> [Extracted material]
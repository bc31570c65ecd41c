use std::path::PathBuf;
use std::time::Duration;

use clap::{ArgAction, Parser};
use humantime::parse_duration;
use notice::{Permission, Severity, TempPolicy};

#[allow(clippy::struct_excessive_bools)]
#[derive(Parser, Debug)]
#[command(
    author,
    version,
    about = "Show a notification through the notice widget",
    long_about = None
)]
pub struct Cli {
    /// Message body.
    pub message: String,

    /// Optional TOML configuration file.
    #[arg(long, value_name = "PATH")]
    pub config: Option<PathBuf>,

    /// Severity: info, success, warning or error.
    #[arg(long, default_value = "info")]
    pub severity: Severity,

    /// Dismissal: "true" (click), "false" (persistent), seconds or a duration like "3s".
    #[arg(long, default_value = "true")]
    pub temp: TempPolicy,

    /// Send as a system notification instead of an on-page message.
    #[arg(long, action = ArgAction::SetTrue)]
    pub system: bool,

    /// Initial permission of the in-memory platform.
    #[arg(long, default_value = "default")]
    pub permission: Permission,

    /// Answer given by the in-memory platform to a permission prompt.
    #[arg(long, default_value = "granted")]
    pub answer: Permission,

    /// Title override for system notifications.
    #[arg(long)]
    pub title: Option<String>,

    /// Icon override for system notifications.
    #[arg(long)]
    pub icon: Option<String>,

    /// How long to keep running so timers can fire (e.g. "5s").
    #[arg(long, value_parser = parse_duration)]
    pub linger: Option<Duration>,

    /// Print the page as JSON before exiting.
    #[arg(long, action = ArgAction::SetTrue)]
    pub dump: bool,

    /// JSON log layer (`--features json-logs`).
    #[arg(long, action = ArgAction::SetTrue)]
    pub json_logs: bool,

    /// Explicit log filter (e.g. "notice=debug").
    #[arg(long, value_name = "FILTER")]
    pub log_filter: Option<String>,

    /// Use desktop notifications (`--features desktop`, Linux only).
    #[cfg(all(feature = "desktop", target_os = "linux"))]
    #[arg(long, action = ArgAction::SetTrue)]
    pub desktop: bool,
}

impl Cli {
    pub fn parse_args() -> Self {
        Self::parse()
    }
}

> [Task prompt] Write down every record shown above precisely.

> [Exercise response]
repository bc31570c65ecd41c
use std::path::PathBuf;
use std::time::Duration;

use clap::{ArgAction, Parser};
use humantime::parse_duration;
use notice::{Permission, Severity, TempPolicy};

#[allow(clippy::struct_excessive_bools)]
#[derive(Parser, Debug)]
#[command(
    author,
    version,
    about = "Show a notification through the notice widget",
    long_about = None
)]
pub struct Cli {
    /// Message body.
    pub message: String,

    /// Optional TOML configuration file.
    #[arg(long, value_name = "PATH")]
    pub config: Option<PathBuf>,

    /// Severity: info, success, warning or error.
    #[arg(long, default_value = "info")]
    pub severity: Severity,

    /// Dismissal: "true" (click), "false" (persistent), seconds or a duration like "3s".
    #[arg(long, default_value = "true")]
    pub temp: TempPolicy,

    /// Send as a system notification instead of an on-page message.
    #[arg(long, action = ArgAction::SetTrue)]
    pub system: bool,

    /// Initial permission of the in-memory platform.
    #[arg(long, default_value = "default")]
    pub permission: Permission,

    /// Answer given by the in-memory platform to a permission prompt.
    #[arg(long, default_value = "granted")]
    pub answer: Permission,

    /// Title override for system notifications.
    #[arg(long)]
    pub title: Option<String>,

    /// Icon override for system notifications.
    #[arg(long)]
    pub icon: Option<String>,

    /// How long to keep running so timers can fire (e.g. "5s").
    #[arg(long, value_parser = parse_duration)]
    pub linger: Option<Duration>,

    /// Print the page as JSON before exiting.
    #[arg(long, action = ArgAction::SetTrue)]
    pub dump: bool,

    /// JSON log layer (`--features json-logs`).
    #[arg(long, action = ArgAction::SetTrue)]
    pub json_logs: bool,

    /// Explicit log filter (e.g. "notice=debug").
    #[arg(long, value_name = "FILTER")]
    pub log_filter: Option<String>,

    /// Use desktop notifications (`--features desktop`, Linux only).
    #[cfg(all(feature = "desktop", target_os = "linux"))]
    #[arg(long, action = ArgAction::SetTrue)]
    pub desktop: bool,
}

impl Cli {
    pub fn parse_args() -> Self {
        Self::parse()
    }
}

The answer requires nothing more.